A gene that may double the risk of lung failure and death from coronavirus has been found by scientists at the University of Oxford and could explain why people of South Asian ancestry have a greater danger of severe disease.
The researchers said the LZTFL1 gene changes the way the lungs respond to covid infection and is the most important genetic risk factor identified so far.
They noted that the gene interpretation is carried by nearly 60 per cent of people with South Asian background, compared with 15 per cent of those with European lineage.
The finding, published in the journal Nature Genetics on Thursday, could also incompletely explain the impact of COVID-19 in the Indian key. The experimenters used a combination of artificial intelligence (AI) and new molecular technology to pinpoint LZTFL1 as a gene responsible for the increased pitfalls.
LZTFL1 blocks a crucial defensive medium that cells lining the lungs typically use to defend themselves from the viral infection, they said. When these cells interact with SARS-CoV-2, which causes COVID-19, one of their defence strategies is to turn into lower specialised cells and come less welcoming to the contagion.
This process reduces the quantum on the face of cells of a crucial protein called ACE2, which the coronavirus uses to attach itself to the cells.

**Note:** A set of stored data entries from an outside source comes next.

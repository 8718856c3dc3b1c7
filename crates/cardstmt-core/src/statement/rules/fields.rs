//! Labeled single-field extraction and token coercion.

use regex::Regex;
use tracing::trace;

use super::amounts::{parse_grouped_decimal, parse_grouped_integer};
use crate::error::ExtractionError;
use crate::models::statement::{FieldName, FieldValue, StatementRecord};
use crate::statement::Result;

/// Coerce a matched token by its shape.
///
/// Tokens containing `/` are dates and stay as written. Tokens containing
/// `.` become decimals, everything else an integer, both after removing
/// grouping commas. A token that has a numeric shape but does not parse is
/// an error, never an absent field. That includes figures beyond the range of
/// `i64` or the 28 significant digits of `Decimal`.
pub fn coerce(token: &str, field: &str) -> Result<FieldValue> {
    let malformed = || ExtractionError::Parse {
        field: field.to_string(),
        value: token.to_string(),
    };

    if token.contains('/') {
        Ok(FieldValue::Date(token.to_string()))
    } else if token.contains('.') {
        parse_grouped_decimal(token)
            .map(FieldValue::Decimal)
            .ok_or_else(malformed)
    } else {
        parse_grouped_integer(token)
            .map(FieldValue::Integer)
            .ok_or_else(malformed)
    }
}

/// Capture `group` of the first match of `pattern`, trimmed.
///
/// Returns `None` when the pattern does not match or the capture is blank.
pub fn extract_text(text: &str, pattern: &Regex, group: usize) -> Option<String> {
    let caps = pattern.captures(text)?;
    let value = caps.get(group)?.as_str().trim();
    if value.is_empty() {
        None
    } else {
        Some(value.to_string())
    }
}

/// Capture `group` of the first match of `pattern` and coerce it.
pub fn extract_value(
    text: &str,
    pattern: &Regex,
    group: usize,
    field: FieldName,
) -> Result<Option<FieldValue>> {
    extract_text(text, pattern, group)
        .map(|token| coerce(&token, field.as_str()))
        .transpose()
}

/// Record slot a scalar rule fills.
#[derive(Debug, Clone, Copy, PartialEq, Eq)]
pub enum Slot {
    CardholderName,
    StatementDate,
    AccountLast4,
    Field(FieldName),
}

impl Slot {
    pub fn name(&self) -> &'static str {
        match self {
            Self::CardholderName => "cardholder_name",
            Self::StatementDate => "statement_date",
            Self::AccountLast4 => "account_last4",
            Self::Field(field) => field.as_str(),
        }
    }
}

/// A single-field rule: a slot plus one or more `(pattern, group)`
/// alternatives, tried in order until one matches.
#[derive(Debug, Clone)]
pub struct ScalarRule {
    slot: Slot,
    alternatives: Vec<(&'static Regex, usize)>,
}

impl ScalarRule {
    /// Create a rule from its primary pattern.
    pub fn new(slot: Slot, pattern: &'static Regex, group: usize) -> Self {
        Self {
            slot,
            alternatives: vec![(pattern, group)],
        }
    }

    /// Add a fallback pattern, used only when the earlier ones do not match.
    pub fn or_else(mut self, pattern: &'static Regex, group: usize) -> Self {
        self.alternatives.push((pattern, group));
        self
    }

    pub fn slot(&self) -> Slot {
        self.slot
    }

    /// Apply the rule to `text`, storing the value in `record`.
    ///
    /// Returns whether a value was found.
    pub fn apply(&self, text: &str, record: &mut StatementRecord) -> Result<bool> {
        for (pattern, group) in &self.alternatives {
            let Some(token) = extract_text(text, pattern, *group) else {
                continue;
            };
            trace!("{} matched {:?}", self.slot.name(), token);

            match self.slot {
                Slot::CardholderName => record.cardholder_name = Some(token),
                Slot::StatementDate => record.statement_date = Some(token),
                Slot::AccountLast4 => record.account_last4 = Some(token),
                Slot::Field(field) => {
                    let value = coerce(&token, field.as_str())?;
                    record.fields.insert(field, value);
                }
            }
            return Ok(true);
        }

        Ok(false)
    }
}
//! Transaction scanning.
//!
//! Patterns must provide the named groups `date`, `desc` and `amount`;
//! marker-based patterns also provide `marker`.

use regex::{Captures, Regex};
use rust_decimal::Decimal;
use tracing::debug;

use super::amounts::parse_grouped_decimal;
use crate::error::ExtractionError;
use crate::models::statement::{Transaction, TransactionType};
use crate::statement::lines::LineStream;
use crate::statement::Result;

/// How a dialect finds its transaction records.
#[derive(Debug, Clone, Copy)]
pub enum TransactionStrategy {
    /// Records are found anywhere in the continuous text and may span line
    /// breaks. A `marker` equal to `credit_marker` makes a credit; a
    /// missing or different marker makes a debit.
    InlineTimestamp {
        pattern: &'static Regex,
        credit_marker: &'static str,
    },

    /// Each physical line is matched on its own. A negative amount is a
    /// debit, anything else a credit.
    SignedLine { pattern: &'static Regex },
}

impl TransactionStrategy {
    /// Find every transaction in document order.
    pub fn scan(&self, stream: LineStream<'_>) -> Result<Vec<Transaction>> {
        let transactions = match *self {
            Self::InlineTimestamp {
                pattern,
                credit_marker,
            } => scan_inline(stream.text(), pattern, credit_marker)?,
            Self::SignedLine { pattern } => scan_lines(stream, pattern)?,
        };

        debug!("Found {} transactions", transactions.len());
        Ok(transactions)
    }
}

fn scan_inline(text: &str, pattern: &Regex, credit_marker: &str) -> Result<Vec<Transaction>> {
    let mut out = Vec::new();

    for caps in pattern.captures_iter(text) {
        let amount = parse_amount(&caps)?;
        let kind = match caps.name("marker") {
            Some(m) if m.as_str() == credit_marker => TransactionType::Credit,
            _ => TransactionType::Debit,
        };

        out.push(build(&caps, amount.abs(), kind));
    }

    Ok(out)
}

fn scan_lines(stream: LineStream<'_>, pattern: &Regex) -> Result<Vec<Transaction>> {
    let mut out = Vec::new();

    for line in stream.raw() {
        let Some(caps) = pattern.captures(line.trim()) else {
            continue;
        };

        let amount = parse_amount(&caps)?;
        let kind = if amount < Decimal::ZERO {
            TransactionType::Debit
        } else {
            TransactionType::Credit
        };

        out.push(build(&caps, amount.abs(), kind));
    }

    Ok(out)
}

fn parse_amount(caps: &Captures<'_>) -> Result<Decimal> {
    let token = &caps["amount"];
    parse_grouped_decimal(token).ok_or_else(|| ExtractionError::Parse {
        field: "transaction amount".to_string(),
        value: token.to_string(),
    })
}

fn build(caps: &Captures<'_>, amount: Decimal, kind: TransactionType) -> Transaction {
    Transaction {
        date: caps["date"].to_string(),
        description: caps["desc"].trim().to_string(),
        amount,
        kind,
    }
}
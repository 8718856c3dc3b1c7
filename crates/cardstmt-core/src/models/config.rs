//! Configuration structures for the statement pipeline.

use serde::{Deserialize, Serialize};
use std::path::Path;

use crate::error::{CardstmtError, Result};

/// Main configuration for cardstmt.
#[derive(Debug, Clone, Default, PartialEq, Serialize, Deserialize)]
#[serde(default)]
pub struct CardstmtConfig {
    /// PDF processing configuration.
    pub pdf: PdfConfig,

    /// Statement extraction configuration.
    pub extraction: ExtractionConfig,

    /// Output configuration.
    pub output: OutputConfig,
}

/// PDF processing configuration.
#[derive(Debug, Clone, PartialEq, Serialize, Deserialize)]
#[serde(default)]
pub struct PdfConfig {
    /// Maximum pages to read (0 = unlimited).
    pub max_pages: usize,

    /// Extracted text shorter than this is reported as suspicious.
    pub min_text_length: usize,
}

impl Default for PdfConfig {
    fn default() -> Self {
        Self {
            max_pages: 0,
            min_text_length: 50,
        }
    }
}

/// Statement extraction configuration.
#[derive(Debug, Clone, Default, PartialEq, Serialize, Deserialize)]
#[serde(default)]
pub struct ExtractionConfig {
    /// Dialect used when none is given on the command line.
    /// `"auto"` selects by marker detection.
    pub default_dialect: Option<String>,

    /// Treat "no transactions found" as an error instead of a warning.
    pub require_transactions: bool,
}

/// Output configuration.
#[derive(Debug, Clone, PartialEq, Serialize, Deserialize)]
#[serde(default)]
pub struct OutputConfig {
    /// Number of transactions shown in text output.
    pub preview_rows: usize,

    /// Pretty-print JSON output.
    pub pretty_json: bool,
}

impl Default for OutputConfig {
    fn default() -> Self {
        Self {
            preview_rows: 20,
            pretty_json: true,
        }
    }
}

impl CardstmtConfig {
    /// Load configuration from a JSON file.
    pub fn from_file(path: &Path) -> Result<Self> {
        let content = std::fs::read_to_string(path)?;
        serde_json::from_str(&content)
            .map_err(|e| CardstmtError::Config(format!("{}: {}", path.display(), e)))
    }

    /// Save configuration to a JSON file.
    pub fn save(&self, path: &Path) -> Result<()> {
        let content = serde_json::to_string_pretty(self)
            .map_err(|e| CardstmtError::Config(e.to_string()))?;
        std::fs::write(path, content)?;
        Ok(())
    }
}
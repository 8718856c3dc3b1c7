//! Chase credit-card statements.
//!
//! Expected text after PDF-to-text:
//!   Opening/Closing Date 04/01/24 - 04/30/24
//!   Account Number: XXXX XXXX XXXX 1234
//!   JANE Q PUBLIC
//!   123 MAIN ST APT 4
//!   New Balance: $1,234.56
//!   04/03     COFFEE SHOP                    -4.50
//!   04/05     PAYMENT THANK YOU              200.00

use super::Dialect;
use crate::models::statement::FieldName;
use crate::statement::rules::patterns::{
    CHASE_ACCOUNT_NUMBER, CHASE_CARDHOLDER, CHASE_CREDIT_LINES, CHASE_MINIMUM_PAYMENT,
    CHASE_NEW_BALANCE, CHASE_OPENING_CLOSING, CHASE_PAYMENT_DUE_DATE, CHASE_STATEMENT_DATE,
    CHASE_TRANSACTION,
};
use crate::statement::rules::{ScalarRule, Slot, TransactionStrategy};

/// Chase layout: inline labels and one signed-amount transaction per line.
pub struct ChaseDialect;

impl Dialect for ChaseDialect {
    fn id(&self) -> &'static str {
        "chase"
    }

    fn bank_name(&self) -> &'static str {
        "Chase"
    }

    fn scalar_rules(&self) -> Vec<ScalarRule> {
        vec![
            ScalarRule::new(Slot::CardholderName, &CHASE_CARDHOLDER, 1),
            // Fall back to the closing date of the statement period
            ScalarRule::new(Slot::StatementDate, &CHASE_STATEMENT_DATE, 1)
                .or_else(&CHASE_OPENING_CLOSING, 2),
            ScalarRule::new(Slot::AccountLast4, &CHASE_ACCOUNT_NUMBER, 1),
            ScalarRule::new(
                Slot::Field(FieldName::PaymentDueDate),
                &CHASE_PAYMENT_DUE_DATE,
                1,
            ),
            ScalarRule::new(Slot::Field(FieldName::NewBalance), &CHASE_NEW_BALANCE, 1),
            ScalarRule::new(
                Slot::Field(FieldName::MinimumPaymentDue),
                &CHASE_MINIMUM_PAYMENT,
                1,
            ),
            ScalarRule::new(Slot::Field(FieldName::CreditLimit), &CHASE_CREDIT_LINES, 1),
            ScalarRule::new(Slot::Field(FieldName::AvailableCredit), &CHASE_CREDIT_LINES, 2),
            ScalarRule::new(Slot::Field(FieldName::CashAccessLine), &CHASE_CREDIT_LINES, 3),
        ]
    }

    fn transaction_strategy(&self) -> TransactionStrategy {
        TransactionStrategy::SignedLine {
            pattern: &CHASE_TRANSACTION,
        }
    }

    fn markers(&self) -> &'static [&'static str] {
        &[
            "chase",
            "opening/closing date",
            "cash access line",
            "minimum payment due",
        ]
    }
}
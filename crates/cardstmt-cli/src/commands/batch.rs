//! Batch processing command for multiple statements.

use std::fs;
use std::path::{Path, PathBuf};
use std::time::Instant;

use clap::Args;
use console::style;
use glob::glob;
use indicatif::{ProgressBar, ProgressStyle};
use tracing::{debug, error, warn};

use cardstmt_core::models::config::CardstmtConfig;
use cardstmt_core::models::statement::StatementRecord;

use super::config::load_config;
use super::input::{read_statement_text, DialectChoice};
use super::process::{extract, format_statement, OutputFormat};

/// Arguments for the batch command.
#[derive(Args)]
pub struct BatchArgs {
    /// Input files or glob pattern
    #[arg(required = true)]
    input: String,

    /// Issuer dialect applied to every file (e.g. hdfc, chase, or auto)
    #[arg(short, long)]
    dialect: Option<String>,

    /// Output directory
    #[arg(short, long)]
    output_dir: Option<PathBuf>,

    /// Output format for each file
    #[arg(short, long, value_enum, default_value = "json")]
    format: OutputFormat,

    /// Also generate a summary CSV
    #[arg(long)]
    summary: bool,

    /// Continue on error
    #[arg(long)]
    continue_on_error: bool,
}

/// Result of processing a single file.
struct FileResult {
    path: PathBuf,
    record: Option<StatementRecord>,
    error: Option<String>,
    processing_time_ms: u64,
}

pub async fn run(args: BatchArgs, config_path: Option<&str>) -> anyhow::Result<()> {
    let start = Instant::now();
    let config = load_config(config_path)?;
    let choice = DialectChoice::resolve(args.dialect.as_deref(), &config)?;

    let files: Vec<PathBuf> = glob(&args.input)?
        .filter_map(|r| r.ok())
        .filter(|p| {
            let ext = p.extension().and_then(|e| e.to_str()).unwrap_or("");
            matches!(ext.to_lowercase().as_str(), "pdf" | "txt")
        })
        .collect();

    if files.is_empty() {
        anyhow::bail!("No matching files found for pattern: {}", args.input);
    }

    println!(
        "{} Found {} files to process",
        style("ℹ").blue(),
        files.len()
    );

    if let Some(ref output_dir) = args.output_dir {
        fs::create_dir_all(output_dir)?;
    }

    let overall_pb = ProgressBar::new(files.len() as u64);
    overall_pb.set_style(
        ProgressStyle::default_bar()
            .template("{spinner:.green} [{elapsed_precise}] [{bar:40.cyan/blue}] {pos}/{len} files")?
            .progress_chars("=>-"),
    );

    let mut results = Vec::with_capacity(files.len());

    for path in files {
        let file_start = Instant::now();
        let outcome = process_single_file(&path, &choice, &config);
        let processing_time_ms = file_start.elapsed().as_millis() as u64;

        match outcome {
            Ok(record) => results.push(FileResult {
                path,
                record: Some(record),
                error: None,
                processing_time_ms,
            }),
            Err(e) => {
                let error_msg = e.to_string();
                if !args.continue_on_error {
                    error!("Failed to process {}: {}", path.display(), error_msg);
                    overall_pb.abandon();
                    anyhow::bail!("Processing failed for {}: {}", path.display(), error_msg);
                }
                warn!("Failed to process {}: {}", path.display(), error_msg);
                results.push(FileResult {
                    path,
                    record: None,
                    error: Some(error_msg),
                    processing_time_ms,
                });
            }
        }

        overall_pb.inc(1);
    }

    overall_pb.finish_with_message("Complete");

    let successful: Vec<_> = results.iter().filter(|r| r.record.is_some()).collect();
    let failed: Vec<_> = results.iter().filter(|r| r.error.is_some()).collect();

    if let Some(output_dir) = &args.output_dir {
        for result in &successful {
            if let Some(record) = &result.record {
                let output_path = output_path_for(output_dir, &result.path, args.format);
                let content =
                    format_statement(record, args.format, &config, config.output.preview_rows)?;
                fs::write(&output_path, content)?;
                debug!("Wrote output to {}", output_path.display());
            }
        }
    }

    if args.summary {
        let summary_path = args
            .output_dir
            .as_ref()
            .map(|d| d.join("summary.csv"))
            .unwrap_or_else(|| PathBuf::from("summary.csv"));

        write_summary(&summary_path, &results)?;
        println!(
            "{} Summary written to {}",
            style("✓").green(),
            summary_path.display()
        );
    }

    println!();
    println!(
        "{} Processed {} files in {:?}",
        style("✓").green(),
        results.len(),
        start.elapsed()
    );
    println!(
        "   {} successful, {} failed",
        style(successful.len()).green(),
        style(failed.len()).red()
    );

    if !failed.is_empty() {
        println!();
        println!("{}", style("Failed files:").red());
        for result in &failed {
            println!(
                "  - {}: {}",
                result.path.display(),
                result.error.as_deref().unwrap_or("unknown error")
            );
        }
    }

    Ok(())
}

fn process_single_file(
    path: &Path,
    choice: &DialectChoice,
    config: &CardstmtConfig,
) -> anyhow::Result<StatementRecord> {
    let text = read_statement_text(path, config)?;
    let result = extract(&text, choice, config)?;
    for warning in &result.warnings {
        debug!("{}: {}", path.display(), warning);
    }

    Ok(result.record)
}

fn output_path_for(output_dir: &Path, input: &Path, format: OutputFormat) -> PathBuf {
    let stem = input
        .file_stem()
        .and_then(|s| s.to_str())
        .unwrap_or("statement");

    output_dir.join(format!("{}.{}", stem, format.extension()))
}

fn write_summary(path: &Path, results: &[FileResult]) -> anyhow::Result<()> {
    let mut wtr = csv::Writer::from_path(path)?;

    wtr.write_record([
        "filename",
        "status",
        "bank_name",
        "cardholder_name",
        "statement_date",
        "transactions",
        "debit_total",
        "credit_total",
        "processing_time_ms",
        "error",
    ])?;

    for result in results {
        let filename = result
            .path
            .file_name()
            .and_then(|s| s.to_str())
            .unwrap_or("");

        if let Some(record) = &result.record {
            wtr.write_record([
                filename,
                "success",
                &record.bank_name,
                record.cardholder_name.as_deref().unwrap_or(""),
                record.statement_date.as_deref().unwrap_or(""),
                &record.transactions.len().to_string(),
                &record.debit_total().to_string(),
                &record.credit_total().to_string(),
                &result.processing_time_ms.to_string(),
                "",
            ])?;
        } else {
            wtr.write_record([
                filename,
                "error",
                "",
                "",
                "",
                "",
                "",
                "",
                &result.processing_time_ms.to_string(),
                result.error.as_deref().unwrap_or(""),
            ])?;
        }
    }

    wtr.flush()?;
    Ok(())
}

Still, for people with the LZTFL1 gene this process doesn’t work as well, and lung cells are left vulnerable to infection by the contagion.
The experimenters noted that it’s particularly important to offer vaccination to communities that are at lesser threat of serious COVID-19 infection as a consequence of carrying this inheritable predilection, as their increased threat should be cancelled out by immunisation.
Independent experts said the findings are veritably important but warrant farther disquisition.
“The discrepancy between the risk of serious disease and death in different ethnic groups has previously been attributed in part to socio-economic differences, but it was clear that this was not a complete explanation,” said Professor Frances Flinter, from Guy’s & St Thomas’ NHS Foundation Trust, UK.
“Evidence that LZTFL1 has emerged as a candidate causal gene, which is potentially responsible for some of the two-fold increased risk of respiratory failure from COVID-19 in some populations, provides a big step forward in our understanding of the variable susceptibility of some individuals to serious disease and death,” Flinter, who was not involved in the study, added.
Simon Biddie, from the University of Edinburgh, UK, said the study provides compelling evidence to suggest roles for LZFTL1 in severe COVID-19 that warrants urgent further investigation.
“The finding will need further experimental verification to provide direct evidence for regulation of LZTFL1, using for example genome engineering approaches,” Biddie, who was not a part of the study, added.